Tanpa menanggapi, Gavin mendahului Mark lalu berjalan menuju restoran cepat saji. Mereka memang berencana membeli makanan untuk bekal perjalanan mereka mengantar barang. Dan entah ini berkah atau musibah, Gavin terpaksa harus melihat Nesha berjalan mesra dengan seseorang.
“Gavin, tunggu!” Mark segera menyusul lalu berjalan di sebelah Gavin. “Jangan langsung menyimpulkan. Mungkin mereka hanya berteman.”
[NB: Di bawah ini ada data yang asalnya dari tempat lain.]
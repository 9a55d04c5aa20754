//! Pool price parameters.

use super::primitives::Amount;
use serde::{Deserialize, Serialize};

/// Q64.96 square-root price derived from two valuations.
#[derive(Debug, Clone, PartialEq, Serialize, Deserialize)]
#[serde(rename_all = "camelCase")]
pub struct SqrtPriceResult {
    /// Value submitted on-chain.
    #[serde(rename = "sqrtPriceX96", with = "crate::domain::amount")]
    pub sqrt_price_x96: Amount,
    /// `child_fdv / spirit_fdv` as a float. Informational only.
    pub price_ratio: f64,
    #[serde(with = "crate::domain::amount")]
    pub spirit_fdv: Amount,
    #[serde(with = "crate::domain::amount")]
    pub child_fdv: Amount,
}
//! Point-in-time holder tables.

use super::holder::Holder;
use super::primitives::{Address, Amount, BlockNumber, UnixSeconds};
use serde::{Deserialize, Serialize};

/// Snapshot header, without the holder table.
#[derive(Debug, Clone, PartialEq, Eq, Serialize, Deserialize)]
#[serde(rename_all = "camelCase")]
pub struct SnapshotSummary {
    pub id: String,
    pub block_number: BlockNumber,
    pub timestamp: UnixSeconds,
    pub total_holders: usize,
    #[serde(with = "crate::domain::amount")]
    pub total_supply_held: Amount,
    pub chain_id: u64,
}

/// An immutable holder table captured at `block_number`.
///
/// Holders are ordered by balance descending, then address ascending.
#[derive(Debug, Clone, PartialEq, Eq, Serialize, Deserialize)]
#[serde(rename_all = "camelCase")]
pub struct Snapshot {
    #[serde(flatten)]
    pub summary: SnapshotSummary,
    pub holders: Vec<Holder>,
}

impl Snapshot {
    pub fn id(&self) -> &str {
        &self.summary.id
    }

    pub fn holders(&self) -> &[Holder] {
        &self.holders
    }

    pub fn find_holder(&self, address: &Address) -> Option<&Holder> {
        self.holders.iter().find(|h| &h.address == address)
    }
}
“Bukan urusanku,” ketus Gavin.
Mark menyeringai. “Terus saja berbohong pada dirimu sendiri. Jangan bilang aku belum memperingatkan jika suatu saat kau terpaksa melihat nama Nesha dan lelaki lain di undangan pernikahan.”
Gavin mendadak berhenti lalu melayangkan tatapan membunuh ke arah Mark. “Sekali lagi, itu bukan urusanku.”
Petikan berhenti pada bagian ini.